名古屋高等裁判所 昭和31年(う)1193号・昭31年(う)1192号 判決
職権を以つて本件記録を調査するに、原審の訴訟手続には次のような違法がある。
(一) 原審における昭和三十一年八月三日付第五回公判調書(記録四五四丁の分。以下前期日又は前期日調書と言う)の冒頭の被告人出頭別欄には被告人辻村仙一出頭し、被告人金中坤及び原審相被告人吉沢藤一不出頭の旨の記載があり、同日付第五回公判調書(記録四六七丁の分。以下後期日又は後期日調書と言う)の冒頭の被告人出頭別欄には被告人金中坤及び原審相被告人吉沢藤一出頭の旨の記載があるから、之だけから見れば、前期日には被告人辻村は出頭し、被告人金は不出頭、後期日には(被告人辻村に対する公判期日としての表示がないので同被告人は勿論不出頭)被告人金は出頭したものと言うべきである。然し乍ら、前期日調書の内容をみると、右被告人等三名併合事件より被告人辻村及び原審相被告人吉沢の両名を分離する旨の決定がなされ、被告人金の弁護人A出頭した旨の記載、被告人金の供述記載の存するところから判断すれば、被告人金は前期日に出頭していて、同被告人に対する審理が行われたものと思われる。尚、後期日調書の内容をみると、被告人辻村の弁護人S出頭し、検察官が被告人辻村に対して求刑し、被告人辻村が供述した旨の記載があるところから判断すれば、被告人辻村は後期日に出頭していて、同被告人に対する審理が行われたものと思われる。以上を綜合して考えると、前期日調書の冒頭に辻村仙一「出頭」とあるは「不出頭」、金中坤「不出頭」とあるは「出頭」の誤記、後期日調書の冒頭に「金中坤」出頭とあるは「辻村仙一」出頭の誤記であるとも考えられるが、しかく明白な誤記と断言することもできないのみならず、被告人氏名及びその出頭不出頭の区別を誤記をもつて判断処理するには余りに重大な誤謬であるというべきであるから同調書の記載からは被告人出頭の有無を明確にすることができないと言うべきであり、特に後期日調書の冒頭記載の被告事件名及び被告人氏名によれば、同調書は被告人金に対する公判調書であり、被告人辻村に対する公判調書とは認め難く、その内容の記載と対比して考察すれば、果していずれの被告人に対する審理がなされたかを確認することができないというべきである。又被告人金が同期日に出頭したとせば、同期日にその担当弁護人の出頭した事跡はない。公判期日に於ける審理には被告人並びに弁護人の出頭を要し、出頭したときは之を公判調書に記載するを要するところ、右の如く、公判調書により被告人出頭の有無を明確にすることができず、又その担当弁護人出頭の事跡がない以上、右訴訟手続は刑事訴訟法の規定に違反する違法なものと言わねばならない。

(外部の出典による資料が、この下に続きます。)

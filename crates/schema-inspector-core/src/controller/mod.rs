mod controller_method;
mod controller_registry;
mod controller_registry_builder;
mod controller_registry_error;
mod mapping_target;

pub use controller_method::ControllerMethod;
pub use controller_registry::ControllerRegistry;
pub use controller_registry_builder::ControllerRegistryBuilder;
pub use controller_registry_error::ControllerRegistryError;
pub use mapping_target::MappingTarget;

#[cfg(test)]
mod tests;
use crate::schema::SchemaType;

/// The category of a [`SchemaType`] without its type metadata. Built-in
/// scalars are reported as [`SchemaTypeKind::Scalar`].
#[derive(Clone, Copy, Debug, Eq, Hash, PartialEq, serde::Serialize)]
pub enum SchemaTypeKind {
    Enum,
    InputObject,
    Interface,
    Object,
    Scalar,
    Union,
}
impl SchemaTypeKind {
    pub fn name(&self) -> &str {
        match self {
            Self::Enum => "Enum",
            Self::InputObject => "InputObject",
            Self::Interface => "Interface",
            Self::Object => "Object",
            Self::Scalar => "Scalar",
            Self::Union => "Union",
        }
    }
}
impl std::convert::From<&SchemaType> for SchemaTypeKind {
    fn from(value: &SchemaType) -> Self {
        match value {
            SchemaType::Bool
                | SchemaType::Float
                | SchemaType::ID
                | SchemaType::Int
                | SchemaType::Scalar(_)
                | SchemaType::String => SchemaTypeKind::Scalar,
            SchemaType::Enum(_) => SchemaTypeKind::Enum,
            SchemaType::InputObject(_) => SchemaTypeKind::InputObject,
            SchemaType::Interface(_) => SchemaTypeKind::Interface,
            SchemaType::Object(_) => SchemaTypeKind::Object,
            SchemaType::Union(_) => SchemaTypeKind::Union,
        }
    }
}
use crate::report::SkippedType;
use crate::report::TypeState;
use crate::report::UnmappedArgument;
use crate::report::UnmappedRegistration;
use crate::schema::FieldCoordinate;
use indexmap::IndexMap;
use indexmap::IndexSet;

/// The result of inspecting a schema against the controllers and host types
/// that are meant to serve it.
///
/// A report is immutable. Findings are listed in the order they were
/// discovered, which follows schema declaration order starting from the
/// root operation types.
#[derive(Clone, Debug, Default, PartialEq, serde::Serialize)]
pub struct SchemaReport {
    pub(crate) skipped_types: Vec<SkippedType>,
    pub(crate) type_states: IndexMap<String, TypeState>,
    pub(crate) unmapped_arguments: Vec<UnmappedArgument>,
    pub(crate) unmapped_fields: IndexSet<FieldCoordinate>,
    pub(crate) unmapped_registrations: Vec<UnmappedRegistration>,
}
impl SchemaReport {
    /// `true` when inspection found nothing to report.
    pub fn is_empty(&self) -> bool {
        self.skipped_types.is_empty()
            && self.unmapped_arguments.is_empty()
            && self.unmapped_fields.is_empty()
            && self.unmapped_registrations.is_empty()
    }

    pub fn skipped_type_count(&self) -> usize {
        self.skipped_types.len()
    }

    /// Distinct names of skipped schema types, in discovery order.
    pub fn skipped_type_names(&self) -> Vec<&str> {
        let names: IndexSet<&str> = self.skipped_types.iter()
            .map(SkippedType::type_name)
            .collect();
        names.into_iter().collect()
    }

    pub fn skipped_types(&self) -> &[SkippedType] {
        self.skipped_types.as_slice()
    }

    pub fn skipped_types_for(&self, type_name: &str) -> Vec<&SkippedType> {
        self.skipped_types.iter()
            .filter(|skipped| skipped.type_name() == type_name)
            .collect()
    }

    /// The furthest state inspection reached for the named schema type.
    pub fn type_state(&self, type_name: &str) -> TypeState {
        self.type_states.get(type_name).copied().unwrap_or_default()
    }

    pub fn unmapped_arguments(&self) -> &[UnmappedArgument] {
        self.unmapped_arguments.as_slice()
    }

    pub fn unmapped_field_count(&self) -> usize {
        self.unmapped_fields.len()
    }

    pub fn unmapped_fields(&self) -> &IndexSet<FieldCoordinate> {
        &self.unmapped_fields
    }

    /// Unmapped field names grouped by the name of their declaring type.
    pub fn unmapped_fields_by_type(&self) -> IndexMap<&str, Vec<&str>> {
        let mut by_type: IndexMap<&str, Vec<&str>> = IndexMap::new();
        for coordinate in &self.unmapped_fields {
            by_type.entry(coordinate.type_name())
                .or_default()
                .push(coordinate.field_name());
        }
        by_type
    }

    /// Names of the unmapped fields declared on the named type.
    pub fn unmapped_fields_for(&self, type_name: &str) -> Vec<&str> {
        self.unmapped_fields.iter()
            .filter(|coordinate| coordinate.type_name() == type_name)
            .map(FieldCoordinate::field_name)
            .collect()
    }

    pub fn unmapped_registrations(&self) -> &[UnmappedRegistration] {
        self.unmapped_registrations.as_slice()
    }
}

impl std::fmt::Display for SchemaReport {
    fn fmt(&self, f: &mut std::fmt::Formatter<'_>) -> std::fmt::Result {
        writeln!(f, "GraphQL schema inspection:")?;

        write!(f, "\tUnmapped fields: {{")?;
        for (idx, (type_name, field_names)) in self.unmapped_fields_by_type().iter().enumerate() {
            if idx > 0 {
                write!(f, ", ")?;
            }
            write!(f, "{type_name}=[{}]", field_names.join(", "))?;
        }
        writeln!(f, "}}")?;

        write!(f, "\tUnmapped registrations: {{")?;
        for (idx, registration) in self.unmapped_registrations.iter().enumerate() {
            if idx > 0 {
                write!(f, ", ")?;
            }
            write!(f, "{}={}", registration.field_coordinate(), registration.method())?;
        }
        writeln!(f, "}}")?;

        let mut arguments_by_field: IndexMap<&FieldCoordinate, Vec<&str>> = IndexMap::new();
        for argument in &self.unmapped_arguments {
            arguments_by_field.entry(argument.field_coordinate())
                .or_default()
                .push(argument.argument_name());
        }
        write!(f, "\tUnmapped arguments: {{")?;
        for (idx, (coordinate, argument_names)) in arguments_by_field.iter().enumerate() {
            if idx > 0 {
                write!(f, ", ")?;
            }
            write!(f, "{coordinate}=[{}]", argument_names.join(", "))?;
        }
        writeln!(f, "}}")?;

        write!(f, "\tSkipped types: [{}]", self.skipped_type_names().join(", "))
    }
}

(三) 被告人辻村に対する原判決はその証拠の標目に証人伊藤さくの公判廷に於ける供述と同人の司法巡査並びに司法警察員に対する供述調書を掲げているが、右供述調書は分離して審理された被告人金に対する第二回公判に於て取り調べられたに止まり、被告人辻村に対する関係については全公判調書を調査しても之が取調をなされた事跡はない。又証人伊藤さくは原審第四回公判に於て取り調べられているのであるが、同証人は被告人金に対する原審第二回公判に於て同被告人に対する関係の証拠として取調べる旨の証拠決定がなされたに止まり、被告人辻村に対する関係に於て証拠決定がなされた形跡がない。もつとも同証人を取り調べた右第四回公判に於ては被告人金と被告人辻村の事件が併合審理されたため、被告人辻村も在廷していたことは明らかであるが、単に同被告人が在廷していたというだけでは、同被告人に対する証拠として適法な取調がなされたとはいわれない。何となれば共同被告人として公判審理されている場合においても、その内の特定の被告人に対する関係に於て証拠決定がなされて取調がなされることがありかような場合に於ては、その被告人に対する関係に於てのみ適法な証拠となり得るものであつて、他の共同被告人に対する関係に於ては適法な証拠となり得ないというべきであるからである。従つて、被告人辻村に対する判決に於て右供述及び調書を採つて断罪の資料に供したのは違法たるを免れない。